** The problem **
In the entries below, every line with the string "text" is to be reported.

** Information **
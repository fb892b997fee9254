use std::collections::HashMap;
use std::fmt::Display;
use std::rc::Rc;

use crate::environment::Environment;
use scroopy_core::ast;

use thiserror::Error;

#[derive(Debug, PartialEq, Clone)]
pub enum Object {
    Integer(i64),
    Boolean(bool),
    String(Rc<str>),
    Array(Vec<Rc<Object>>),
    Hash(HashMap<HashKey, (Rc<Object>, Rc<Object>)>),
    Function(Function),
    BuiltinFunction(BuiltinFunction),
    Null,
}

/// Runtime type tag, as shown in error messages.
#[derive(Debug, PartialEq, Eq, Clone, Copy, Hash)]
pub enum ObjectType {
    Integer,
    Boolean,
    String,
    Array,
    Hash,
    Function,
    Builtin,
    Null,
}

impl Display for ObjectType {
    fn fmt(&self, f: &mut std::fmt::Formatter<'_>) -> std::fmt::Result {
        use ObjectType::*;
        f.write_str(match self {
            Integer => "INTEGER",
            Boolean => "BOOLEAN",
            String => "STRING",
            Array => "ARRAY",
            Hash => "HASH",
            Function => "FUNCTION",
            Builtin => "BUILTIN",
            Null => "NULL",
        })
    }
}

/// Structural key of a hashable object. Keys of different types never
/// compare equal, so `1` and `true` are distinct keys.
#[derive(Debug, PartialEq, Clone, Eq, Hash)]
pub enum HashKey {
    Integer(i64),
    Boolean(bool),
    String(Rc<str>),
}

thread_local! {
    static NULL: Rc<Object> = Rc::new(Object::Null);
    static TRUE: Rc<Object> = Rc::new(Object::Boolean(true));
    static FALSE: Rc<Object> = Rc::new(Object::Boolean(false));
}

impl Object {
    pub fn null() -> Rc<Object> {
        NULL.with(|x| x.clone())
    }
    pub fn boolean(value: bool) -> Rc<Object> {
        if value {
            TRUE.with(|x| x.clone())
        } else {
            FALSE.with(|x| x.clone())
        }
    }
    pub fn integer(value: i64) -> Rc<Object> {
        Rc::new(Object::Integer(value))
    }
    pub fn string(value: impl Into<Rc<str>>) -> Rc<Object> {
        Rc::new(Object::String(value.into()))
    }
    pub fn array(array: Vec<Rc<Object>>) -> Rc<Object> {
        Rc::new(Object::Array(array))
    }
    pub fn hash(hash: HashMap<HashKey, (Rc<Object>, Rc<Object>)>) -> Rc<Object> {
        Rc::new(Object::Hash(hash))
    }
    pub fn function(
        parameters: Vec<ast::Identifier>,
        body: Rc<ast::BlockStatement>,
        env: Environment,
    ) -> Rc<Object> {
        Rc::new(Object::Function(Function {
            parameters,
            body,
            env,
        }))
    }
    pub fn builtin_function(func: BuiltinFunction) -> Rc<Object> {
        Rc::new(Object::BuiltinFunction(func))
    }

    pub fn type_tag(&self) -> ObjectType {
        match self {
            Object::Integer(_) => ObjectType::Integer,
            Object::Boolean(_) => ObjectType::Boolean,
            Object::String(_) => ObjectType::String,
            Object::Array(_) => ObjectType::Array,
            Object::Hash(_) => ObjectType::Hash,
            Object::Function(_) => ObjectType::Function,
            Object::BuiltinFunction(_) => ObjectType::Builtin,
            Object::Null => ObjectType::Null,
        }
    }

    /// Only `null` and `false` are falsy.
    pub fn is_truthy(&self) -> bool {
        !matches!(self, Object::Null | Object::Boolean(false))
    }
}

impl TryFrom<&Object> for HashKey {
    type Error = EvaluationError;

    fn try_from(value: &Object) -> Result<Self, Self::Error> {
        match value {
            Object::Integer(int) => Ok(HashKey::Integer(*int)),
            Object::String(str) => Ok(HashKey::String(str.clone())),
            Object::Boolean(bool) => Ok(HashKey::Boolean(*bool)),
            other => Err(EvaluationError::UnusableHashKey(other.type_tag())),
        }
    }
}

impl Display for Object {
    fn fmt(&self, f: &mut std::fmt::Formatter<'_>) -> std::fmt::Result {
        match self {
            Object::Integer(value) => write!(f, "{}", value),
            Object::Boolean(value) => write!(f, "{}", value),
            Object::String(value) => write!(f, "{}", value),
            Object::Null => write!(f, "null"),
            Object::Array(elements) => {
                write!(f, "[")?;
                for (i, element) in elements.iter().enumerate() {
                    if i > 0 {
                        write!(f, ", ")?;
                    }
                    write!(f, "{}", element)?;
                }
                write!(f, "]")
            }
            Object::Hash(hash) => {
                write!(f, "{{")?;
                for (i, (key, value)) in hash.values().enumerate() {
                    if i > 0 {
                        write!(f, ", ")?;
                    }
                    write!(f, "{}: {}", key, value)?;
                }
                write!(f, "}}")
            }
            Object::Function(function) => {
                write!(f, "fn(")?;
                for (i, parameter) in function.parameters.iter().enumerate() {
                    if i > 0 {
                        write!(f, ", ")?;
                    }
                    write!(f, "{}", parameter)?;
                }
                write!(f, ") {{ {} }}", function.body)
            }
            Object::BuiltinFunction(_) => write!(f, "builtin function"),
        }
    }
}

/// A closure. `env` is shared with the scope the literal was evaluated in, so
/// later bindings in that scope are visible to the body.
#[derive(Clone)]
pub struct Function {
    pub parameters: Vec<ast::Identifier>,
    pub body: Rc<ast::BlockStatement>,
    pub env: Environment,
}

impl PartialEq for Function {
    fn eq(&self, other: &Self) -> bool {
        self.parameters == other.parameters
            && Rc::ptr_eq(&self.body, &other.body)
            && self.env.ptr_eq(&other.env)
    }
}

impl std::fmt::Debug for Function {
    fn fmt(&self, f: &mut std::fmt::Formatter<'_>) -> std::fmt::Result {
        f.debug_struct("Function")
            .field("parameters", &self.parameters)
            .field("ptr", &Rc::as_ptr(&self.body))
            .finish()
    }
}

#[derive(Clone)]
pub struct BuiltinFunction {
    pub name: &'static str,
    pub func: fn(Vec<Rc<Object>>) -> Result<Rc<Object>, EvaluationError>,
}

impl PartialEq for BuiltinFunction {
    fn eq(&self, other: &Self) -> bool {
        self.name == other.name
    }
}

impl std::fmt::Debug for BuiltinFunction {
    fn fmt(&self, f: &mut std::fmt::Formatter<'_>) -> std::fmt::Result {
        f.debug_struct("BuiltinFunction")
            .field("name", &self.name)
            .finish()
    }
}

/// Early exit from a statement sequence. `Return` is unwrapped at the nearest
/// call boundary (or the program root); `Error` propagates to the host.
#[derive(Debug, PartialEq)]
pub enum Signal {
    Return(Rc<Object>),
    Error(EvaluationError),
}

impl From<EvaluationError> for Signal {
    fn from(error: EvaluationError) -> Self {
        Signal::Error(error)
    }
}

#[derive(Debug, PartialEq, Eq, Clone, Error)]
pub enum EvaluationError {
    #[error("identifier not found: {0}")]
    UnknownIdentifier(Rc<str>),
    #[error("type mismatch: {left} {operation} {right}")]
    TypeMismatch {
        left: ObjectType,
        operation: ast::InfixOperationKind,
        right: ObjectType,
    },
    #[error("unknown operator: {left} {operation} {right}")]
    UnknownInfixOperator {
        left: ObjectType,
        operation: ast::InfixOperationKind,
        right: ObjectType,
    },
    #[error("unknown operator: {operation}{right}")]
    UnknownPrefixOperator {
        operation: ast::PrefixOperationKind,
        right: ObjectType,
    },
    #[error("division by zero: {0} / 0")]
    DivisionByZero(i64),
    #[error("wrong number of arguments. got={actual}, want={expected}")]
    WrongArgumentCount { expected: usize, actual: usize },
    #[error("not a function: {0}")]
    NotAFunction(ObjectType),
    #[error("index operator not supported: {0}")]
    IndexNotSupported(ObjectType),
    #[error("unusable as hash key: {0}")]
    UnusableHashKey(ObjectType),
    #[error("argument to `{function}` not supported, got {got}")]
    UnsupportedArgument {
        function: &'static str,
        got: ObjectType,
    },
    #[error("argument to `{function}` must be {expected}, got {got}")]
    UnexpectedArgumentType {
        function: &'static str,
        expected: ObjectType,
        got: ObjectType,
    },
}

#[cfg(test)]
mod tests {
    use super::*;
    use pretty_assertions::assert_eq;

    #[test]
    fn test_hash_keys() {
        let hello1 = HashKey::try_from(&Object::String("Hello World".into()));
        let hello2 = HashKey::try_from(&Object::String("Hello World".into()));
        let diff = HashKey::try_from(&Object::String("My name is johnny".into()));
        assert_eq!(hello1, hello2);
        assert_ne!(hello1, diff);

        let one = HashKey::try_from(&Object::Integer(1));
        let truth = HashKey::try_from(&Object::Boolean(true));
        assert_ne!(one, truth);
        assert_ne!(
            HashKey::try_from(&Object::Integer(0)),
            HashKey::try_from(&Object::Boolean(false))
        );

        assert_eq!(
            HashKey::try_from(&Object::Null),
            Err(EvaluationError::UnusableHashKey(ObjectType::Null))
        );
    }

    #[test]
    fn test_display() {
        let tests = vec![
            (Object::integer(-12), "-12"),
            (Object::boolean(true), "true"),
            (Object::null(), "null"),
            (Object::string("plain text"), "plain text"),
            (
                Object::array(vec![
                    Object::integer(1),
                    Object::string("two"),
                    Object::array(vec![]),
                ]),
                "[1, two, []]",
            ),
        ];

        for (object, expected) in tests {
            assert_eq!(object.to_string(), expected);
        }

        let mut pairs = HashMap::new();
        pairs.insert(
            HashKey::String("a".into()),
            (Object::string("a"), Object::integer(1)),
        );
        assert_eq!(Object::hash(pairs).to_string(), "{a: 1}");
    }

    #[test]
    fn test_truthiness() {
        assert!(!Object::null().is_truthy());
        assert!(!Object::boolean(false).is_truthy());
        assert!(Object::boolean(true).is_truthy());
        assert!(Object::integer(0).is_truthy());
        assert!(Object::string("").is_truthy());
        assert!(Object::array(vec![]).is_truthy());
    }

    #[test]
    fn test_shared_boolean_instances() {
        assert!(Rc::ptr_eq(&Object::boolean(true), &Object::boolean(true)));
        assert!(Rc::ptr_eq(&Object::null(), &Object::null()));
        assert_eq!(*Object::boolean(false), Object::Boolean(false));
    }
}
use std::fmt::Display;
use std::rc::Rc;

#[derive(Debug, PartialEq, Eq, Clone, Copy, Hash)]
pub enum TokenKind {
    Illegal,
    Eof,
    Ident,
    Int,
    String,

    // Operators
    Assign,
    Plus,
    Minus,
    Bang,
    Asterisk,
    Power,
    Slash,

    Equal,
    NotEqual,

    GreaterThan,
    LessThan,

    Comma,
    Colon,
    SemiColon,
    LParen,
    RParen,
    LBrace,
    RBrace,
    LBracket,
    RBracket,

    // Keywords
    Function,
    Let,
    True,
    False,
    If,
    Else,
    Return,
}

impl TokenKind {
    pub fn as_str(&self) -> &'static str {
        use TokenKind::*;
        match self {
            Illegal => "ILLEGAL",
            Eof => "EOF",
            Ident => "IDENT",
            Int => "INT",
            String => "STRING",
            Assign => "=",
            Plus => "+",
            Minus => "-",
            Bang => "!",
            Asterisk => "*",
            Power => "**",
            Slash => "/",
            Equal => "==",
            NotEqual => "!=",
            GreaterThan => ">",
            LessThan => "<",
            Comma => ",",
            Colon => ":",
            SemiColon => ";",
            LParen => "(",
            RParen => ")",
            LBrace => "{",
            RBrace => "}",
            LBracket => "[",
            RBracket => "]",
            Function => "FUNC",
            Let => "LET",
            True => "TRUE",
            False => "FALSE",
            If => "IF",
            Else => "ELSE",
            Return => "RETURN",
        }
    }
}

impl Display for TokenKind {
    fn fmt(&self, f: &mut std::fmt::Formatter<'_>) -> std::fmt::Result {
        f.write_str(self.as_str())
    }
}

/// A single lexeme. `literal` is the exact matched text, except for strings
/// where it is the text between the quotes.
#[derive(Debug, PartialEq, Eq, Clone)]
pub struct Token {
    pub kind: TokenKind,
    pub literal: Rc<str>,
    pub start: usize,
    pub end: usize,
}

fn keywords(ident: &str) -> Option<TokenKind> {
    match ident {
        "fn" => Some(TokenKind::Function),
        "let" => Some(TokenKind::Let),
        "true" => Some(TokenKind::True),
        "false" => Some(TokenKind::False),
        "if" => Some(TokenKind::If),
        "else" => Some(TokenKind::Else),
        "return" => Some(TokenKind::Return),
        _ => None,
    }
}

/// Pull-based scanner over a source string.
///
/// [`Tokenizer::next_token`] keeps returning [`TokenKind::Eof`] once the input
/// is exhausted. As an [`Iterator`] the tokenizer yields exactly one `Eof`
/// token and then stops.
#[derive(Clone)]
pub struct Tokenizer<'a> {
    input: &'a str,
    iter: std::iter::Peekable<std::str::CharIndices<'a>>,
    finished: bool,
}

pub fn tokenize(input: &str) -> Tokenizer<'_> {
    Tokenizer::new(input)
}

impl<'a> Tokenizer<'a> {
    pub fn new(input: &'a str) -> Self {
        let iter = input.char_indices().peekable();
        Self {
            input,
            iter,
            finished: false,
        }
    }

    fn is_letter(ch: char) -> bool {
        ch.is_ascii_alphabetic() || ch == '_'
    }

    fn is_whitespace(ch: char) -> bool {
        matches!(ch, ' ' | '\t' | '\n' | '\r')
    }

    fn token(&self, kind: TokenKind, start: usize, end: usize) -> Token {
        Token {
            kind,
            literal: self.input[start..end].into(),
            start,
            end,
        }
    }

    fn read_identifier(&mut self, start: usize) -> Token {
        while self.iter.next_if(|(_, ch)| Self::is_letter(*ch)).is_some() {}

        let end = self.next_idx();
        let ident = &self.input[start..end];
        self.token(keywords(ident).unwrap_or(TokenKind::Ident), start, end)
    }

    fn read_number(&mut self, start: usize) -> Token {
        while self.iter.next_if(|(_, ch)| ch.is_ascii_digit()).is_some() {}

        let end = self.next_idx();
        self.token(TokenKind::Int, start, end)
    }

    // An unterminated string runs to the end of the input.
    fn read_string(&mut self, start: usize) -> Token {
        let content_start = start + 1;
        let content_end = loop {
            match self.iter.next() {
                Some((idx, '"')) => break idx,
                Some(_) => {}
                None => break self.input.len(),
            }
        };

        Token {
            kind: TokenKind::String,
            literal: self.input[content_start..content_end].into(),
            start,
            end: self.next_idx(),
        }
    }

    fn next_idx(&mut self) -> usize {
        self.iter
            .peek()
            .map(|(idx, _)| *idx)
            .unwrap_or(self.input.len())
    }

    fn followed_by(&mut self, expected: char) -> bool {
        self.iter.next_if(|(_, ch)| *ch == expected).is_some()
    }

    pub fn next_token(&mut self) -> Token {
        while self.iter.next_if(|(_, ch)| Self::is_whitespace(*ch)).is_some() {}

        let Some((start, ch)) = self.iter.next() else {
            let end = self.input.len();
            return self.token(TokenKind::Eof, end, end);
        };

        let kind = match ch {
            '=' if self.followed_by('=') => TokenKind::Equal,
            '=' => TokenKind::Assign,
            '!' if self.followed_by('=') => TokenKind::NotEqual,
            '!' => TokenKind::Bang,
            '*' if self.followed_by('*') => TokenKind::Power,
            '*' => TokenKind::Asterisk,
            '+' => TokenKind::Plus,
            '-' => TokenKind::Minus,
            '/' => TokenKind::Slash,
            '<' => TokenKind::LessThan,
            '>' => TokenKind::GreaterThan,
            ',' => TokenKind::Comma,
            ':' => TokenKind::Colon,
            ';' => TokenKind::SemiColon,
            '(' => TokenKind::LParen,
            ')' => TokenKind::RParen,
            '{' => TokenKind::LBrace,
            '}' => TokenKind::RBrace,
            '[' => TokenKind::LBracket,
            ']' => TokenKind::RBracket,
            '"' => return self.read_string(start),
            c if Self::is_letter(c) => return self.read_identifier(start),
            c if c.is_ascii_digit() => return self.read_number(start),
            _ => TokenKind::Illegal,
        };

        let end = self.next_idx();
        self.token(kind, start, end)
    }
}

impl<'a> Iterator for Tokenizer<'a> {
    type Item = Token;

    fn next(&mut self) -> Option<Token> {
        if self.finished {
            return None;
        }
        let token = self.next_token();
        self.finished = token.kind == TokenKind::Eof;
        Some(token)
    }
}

** Output for this task **
            (Object::string("plain text"), "plain text"),
/// A single lexeme. `literal` is the exact matched text, except for strings
/// where it is the text between the quotes.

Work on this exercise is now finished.